After everything was squared away, we hopped a Lyft back to the hotel.

We showered, dressed, and walked over to Carbon Cafe Five Points to meet up with Erik and Rick for brunch. The best part of having to cut the camping part of the trip short was getting to spend the afternoon with these guys.

Yes, there was a wardrobe change.

After brunch, we stopped at their place to pick up their pup, June, and then went to Colorado Campfire for a couple drinks.

Hi, June.

Afterward, Sean and I wandered back through downtown toward our hotel. It was Taste of Colorado on the 16th Street Mall, which was a little overwhelming as our first street fest post COVID lockdown.

Back in our room, Sean turned on Law and Order and took a nap.

It was getting on into the late afternoon, and I hadn’t heard from Safelite, so I decided to hop in a Lyft and head back out to see what the situation was. For some reason I apparently hadn’t been getting any calls or texts because on the way a flurry of them came in. The car had actually been done since shortly after noon.

Everyone at Safelite was great. And technician Ryan and I even got into a chat about Indiana Dunes National Park. Happy and relieved, I drove back to the Born and handed the keys to our Crosstrek to the valet.

Up in the room, we had a couple glasses of wine from the complimentary happy hour in the lobby and relaxed before dinner.

We dined on this final evening of our trip at Citizen Rail, the hotel’s restaurant.
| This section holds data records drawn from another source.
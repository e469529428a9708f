use axum::Router;

use crate::state::SharedState;

/// Task completion and leaderboard routes.
pub mod completion;
/// Swagger UI routes.
pub mod docs;
/// Result email routes.
pub mod email;
/// Health check routes.
pub mod health;
/// Spin routes.
pub mod spin;
/// Sync diagnostics routes.
pub mod sync;
/// Wheel snapshot and option routes.
pub mod wheel;

/// Compose all route trees, wiring in shared state and documentation routes.
pub fn router(state: SharedState) -> Router<()> {
    let api_router = health::router()
        .merge(wheel::router())
        .merge(spin::router())
        .merge(completion::router())
        .merge(email::router())
        .merge(sync::router());

    let docs_router = docs::router(state.clone());

    api_router.merge(docs_router).with_state(state)
}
We were a little nervous about dining indoors. But it was fine, and the food was lovely. Sean had the steak special, and I had the rabbit.

Image: Sean M. Santos

Back in our room, we each had a bath in the soaking tub before bed.

Image: Sean M. Santos

Sunday, September 5 (2021) dawned cloudless in Denver, although smoke from the West still tinted the sky.

Our alarm went off at 7am, and reluctantly we got up, showered, and gathered our things for the drive home.

While I waited for the valet to bring the car, Sean trotted over to the Whole Foods a block away to get some snacks. We hit the road around 8:15.

Back we drove across the Great Plains. We listened to podcasts, I read to Sean from Desert Oracle, we listened to music. After fighting a surprising amount of traffic on the Eisenhower and Lake Shore Drive, we made it home at 11:20pm. We were tired, but we had the whole next day, Labor Day, to unwind from our two-week adventure.

And after yelling at us, Elsa was very happy to see us.